For the past 36 hours, Washington has been consumed by a pair of scandals that even eternally moderate commentators now say has spread the whiff of possible doom around the Trump presidency. On Monday it was the Washington Post that revealed that Donald Trump had divulged classified counter-terrorism information last week to Russia, potentially compromising U.S. intelligence sharing with allies. Yesterday, it was the turn of The New York Times, which broke the news that Trump had requested in February that then FBI Director James Comey halt the investigation against National Security Advisor Michael Flynn.
Whether this turns out to be the final implosion of his presidency, Trump is trying to maintain his schedule, which includes the start of his first foreign trip later this week. But on Tuesday, the agenda was already complicated even under normal circumstances, with a much-anticipated visit of Turkish President Recep Tayyip Erdoğan. Two major issues are currently driving a stake between U.S. and Turkey relations. The first regards Turkey’s wish to extradite exiled Turkish Islamic cleric Fethullah Gülen from his current home in the U.S., with Ankara blaming last summer’s failed coup attempt in Turkey on Gülen. The second, and more pressing, regards the Kurdish question. The U.S. has decided to directly arm the Syrian Kurds fighting ISIS. Erdoğan sees such support as undermining his government’s attempt to limit the longtime push for Kurdish autonomy on Turkish territory.

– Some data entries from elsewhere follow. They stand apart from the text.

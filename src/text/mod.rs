//! # Text Flow
//!
//! Greedy word wrapping of styled runs into a column, and placement of the
//! resulting lines onto pages.
//!
//! Text is split into words, whitespace and forced breaks. A word is a
//! maximal stretch of non-whitespace and may span several runs
//! (`*bold*ness` is one word in two fonts), so lines and pages only ever
//! break between words. A word wider than the column on its own is placed
//! anyway and overflows the right edge.

pub mod runs;

pub use runs::{tokenize, StyledRun};

use crate::error::Result;
use crate::font::FontContext;
use crate::layout::PageManager;
use crate::style::{Color, FontVariant, StyleFlags};
use crate::surface::Point;

/// Tolerance for width and height comparisons.
const EPSILON: f64 = 1e-6;

/// The column text is flowed into.
#[derive(Debug, Clone, Copy)]
pub struct Frame {
    /// Left edge of every line after the first.
    pub x: f64,
    pub max_width: f64,
    pub font_size: f64,
    pub line_height: f64,
    pub color: Color,
}

/// Where a flow stopped: pen position on the baseline of the last line.
#[derive(Debug, Clone, Copy, PartialEq)]
pub struct FlowResult {
    pub x: f64,
    /// Baseline.
    pub y: f64,
    pub page: usize,
}

impl FlowResult {
    pub fn new(x: f64, y: f64, page: usize) -> Self {
        Self { x, y, page }
    }

    /// Start of the following line in `frame`. The result may sit below
    /// the page body; the next placement moves it to a new page.
    pub fn next_line(self, frame: &Frame) -> Self {
        Self {
            x: frame.x,
            y: self.y - frame.line_height,
            page: self.page,
        }
    }

    /// Whether `self` is further down the document than `other`.
    pub fn is_below(&self, other: &FlowResult) -> bool {
        self.page > other.page || (self.page == other.page && self.y < other.y)
    }
}

/// One drawn piece of a line: a word fragment in a single style, or a
/// whitespace gap.
#[derive(Debug, Clone, PartialEq)]
pub struct PlacedWord {
    pub text: String,
    /// Offset of the left edge from the frame's `x`.
    pub dx: f64,
    pub width: f64,
    pub font: FontVariant,
    pub style: StyleFlags,
    pub is_space: bool,
}

#[derive(Debug, Clone, Default, PartialEq)]
pub struct FlowLine {
    pub words: Vec<PlacedWord>,
    /// Right edge of the last drawn word, from the frame's `x`.
    pub width: f64,
    /// Pen position after the line, trailing whitespace included.
    pub advance: f64,
}

impl FlowLine {
    pub fn has_ink(&self) -> bool {
        self.words.iter().any(|w| !w.is_space)
    }

    /// The line's text, whitespace included.
    pub fn text(&self) -> String {
        self.words.iter().map(|w| w.text.as_str()).collect()
    }
}

/// A fragment of a token together with the run it came from.
struct Piece<'a> {
    text: &'a str,
    run: &'a StyledRun,
}

enum Token<'a> {
    Word(Vec<Piece<'a>>),
    Space(Vec<Piece<'a>>),
    Newline,
}

/// Split runs into words, whitespace and forced breaks. Empty runs produce
/// nothing.
fn split_tokens(runs: &[StyledRun]) -> Vec<Token<'_>> {
    let mut tokens: Vec<Token> = Vec::new();
    for run in runs {
        let text = run.text.as_str();
        let mut chars = text.char_indices().peekable();
        while let Some((i, ch)) = chars.next() {
            if ch == '\n' {
                tokens.push(Token::Newline);
                continue;
            }
            let space = ch.is_whitespace();
            let mut end = i + ch.len_utf8();
            while let Some(&(j, next)) = chars.peek() {
                if next == '\n' || next.is_whitespace() != space {
                    break;
                }
                end = j + next.len_utf8();
                chars.next();
            }
            let piece = Piece {
                text: &text[i..end],
                run,
            };
            let unmerged = match (tokens.last_mut(), space) {
                (Some(Token::Word(pieces)), false) | (Some(Token::Space(pieces)), true) => {
                    pieces.push(piece);
                    None
                }
                _ => Some(piece),
            };
            if let Some(piece) = unmerged {
                tokens.push(if space {
                    Token::Space(vec![piece])
                } else {
                    Token::Word(vec![piece])
                });
            }
        }
    }
    tokens
}

/// Measures and places styled text.
pub struct TextFlow<'f> {
    fonts: &'f FontContext,
}

impl<'f> TextFlow<'f> {
    pub fn new(fonts: &'f FontContext) -> Self {
        Self { fonts }
    }

    pub fn fonts(&self) -> &'f FontContext {
        self.fonts
    }

    /// Break runs into lines no wider than `max_width`.
    ///
    /// `first_offset` is where the pen already stands on the first line,
    /// from the left edge. Whitespace at the start of a wrapped line is
    /// dropped; whitespace after a forced break is kept. Always returns at
    /// least one (possibly empty) line.
    pub fn break_lines(
        &self,
        runs: &[StyledRun],
        first_offset: f64,
        max_width: f64,
        font_size: f64,
    ) -> Vec<FlowLine> {
        let mut lines = Vec::new();
        let mut line = FlowLine::default();
        let mut pen = first_offset;
        let mut wrapped = false;

        for token in split_tokens(runs) {
            match token {
                Token::Newline => {
                    line.advance = pen;
                    lines.push(std::mem::take(&mut line));
                    pen = 0.0;
                    wrapped = false;
                }
                Token::Space(pieces) => {
                    if wrapped && line.words.is_empty() {
                        continue;
                    }
                    for piece in pieces {
                        let w = self.measure_piece(&piece, font_size);
                        line.words.push(placed(&piece, pen, w, true));
                        pen += w;
                    }
                }
                Token::Word(pieces) => {
                    let widths: Vec<f64> = pieces
                        .iter()
                        .map(|p| self.measure_piece(p, font_size))
                        .collect();
                    let total: f64 = widths.iter().sum();
                    let occupied = !line.words.is_empty() || pen > EPSILON;
                    if occupied && pen + total > max_width + EPSILON {
                        trim_trailing_space(&mut line);
                        line.advance = pen;
                        lines.push(std::mem::take(&mut line));
                        pen = 0.0;
                        wrapped = true;
                    }
                    for (piece, w) in pieces.iter().zip(widths) {
                        line.words.push(placed(piece, pen, w, false));
                        pen += w;
                    }
                    line.width = pen;
                }
            }
        }

        line.advance = pen;
        lines.push(line);
        lines
    }

    fn measure_piece(&self, piece: &Piece, font_size: f64) -> f64 {
        self.fonts.measure(piece.text, piece.run.font, font_size)
    }

    /// Flow runs into `frame` starting at `at`, requesting new pages as the
    /// body fills up. Returns the pen position after the last line.
    pub fn layout(
        &self,
        runs: &[StyledRun],
        at: FlowResult,
        frame: &Frame,
        pm: &mut PageManager,
    ) -> Result<FlowResult> {
        let lines = self.break_lines(runs, at.x - frame.x, frame.max_width, frame.font_size);
        let mut cursor = at;
        for (i, line) in lines.iter().enumerate() {
            if i > 0 {
                cursor = cursor.next_line(frame);
            }
            if line.has_ink() {
                cursor = self.ensure_space(cursor, 0.0, pm)?;
                self.draw_line(line, frame.x, cursor.y, cursor.page, frame, pm)?;
            }
            cursor.x = frame.x + line.advance;
        }
        pm.set_cursor(cursor.page, Point::new(cursor.x, cursor.y));
        Ok(cursor)
    }

    /// Make sure a block reaching `needed` below the baseline `at.y` stays
    /// inside the page body, moving to the next page when it would not.
    pub fn ensure_space(
        &self,
        at: FlowResult,
        needed: f64,
        pm: &mut PageManager,
    ) -> Result<FlowResult> {
        let bottom = pm.geometry().body_bottom();
        if at.y - needed >= bottom - EPSILON {
            return Ok(at);
        }
        let page = pm.page_after(at.page)?;
        Ok(FlowResult::new(at.x, pm.geometry().body_top(), page))
    }

    /// Draw one broken line with its left edge at `x` and baseline `y`.
    ///
    /// Neighbouring pieces sharing a style are merged into a single text op;
    /// whitespace at either end of a merged span is not drawn.
    pub fn draw_line(
        &self,
        line: &FlowLine,
        x: f64,
        y: f64,
        page: usize,
        frame: &Frame,
        pm: &mut PageManager,
    ) -> Result<()> {
        let surface = pm.surface_mut(page)?;
        let mut spans: Vec<Vec<&PlacedWord>> = Vec::new();
        for word in &line.words {
            match spans.last_mut() {
                Some(span) if span[0].style == word.style && span[0].font == word.font => {
                    span.push(word)
                }
                _ => spans.push(vec![word]),
            }
        }

        for span in spans {
            let Some(first) = span.iter().position(|w| !w.is_space) else {
                continue;
            };
            let last = span.iter().rposition(|w| !w.is_space).unwrap_or(first);
            let inked = &span[first..=last];
            let text: String = inked.iter().map(|w| w.text.as_str()).collect();
            let left = x + inked[0].dx;
            let right = x + inked[inked.len() - 1].dx + inked[inked.len() - 1].width;
            let font = inked[0].font;
            surface.draw_text(&text, left, y, frame.font_size, font, frame.color);

            if inked[0].style.strike {
                let mid = y + self.fonts.ascent(font, frame.font_size) / 2.0;
                surface.draw_line(
                    Point::new(left, mid),
                    Point::new(right, mid),
                    (frame.font_size * 0.05).max(0.5),
                    frame.color,
                );
            }
        }
        Ok(())
    }
}

fn placed(piece: &Piece, dx: f64, width: f64, is_space: bool) -> PlacedWord {
    PlacedWord {
        text: piece.text.to_string(),
        dx,
        width,
        font: piece.run.font,
        style: piece.run.style,
        is_space,
    }
}

fn trim_trailing_space(line: &mut FlowLine) {
    while line.words.last().is_some_and(|w| w.is_space) {
        line.words.pop();
    }
}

While inside the White House the two presidents politely agreed to disagree, outside Erdoğan’s own bodyguards were beating up peaceful Kurdish protesters near the Turkish Embassy, just a ten-minute stroll away. Videos show men with bloodied faces and shirts, and one protester holding a megaphone getting kicked in the head by a man in a suit. Nine people were injured and two were arrested following the scuffle.
This is not the first instance of belligerence from Erdoğan’s security detail in the U.S. In September 2014, they assaulted Turkish reporters outside of a New York hotel where Erdoğan and Vice President Biden were meeting. In March 2016, they were involved in an altercation outside the Brookings Institution in Washington during the Nuclear Security Summit.
Few contest that both Erdoğan and Trump, in 2014 and 2016, were democratically elected to lead their respective nations. But a democracy can only live up to its name if its chosen leaders understand that their personal authority ends where the rule of law begins.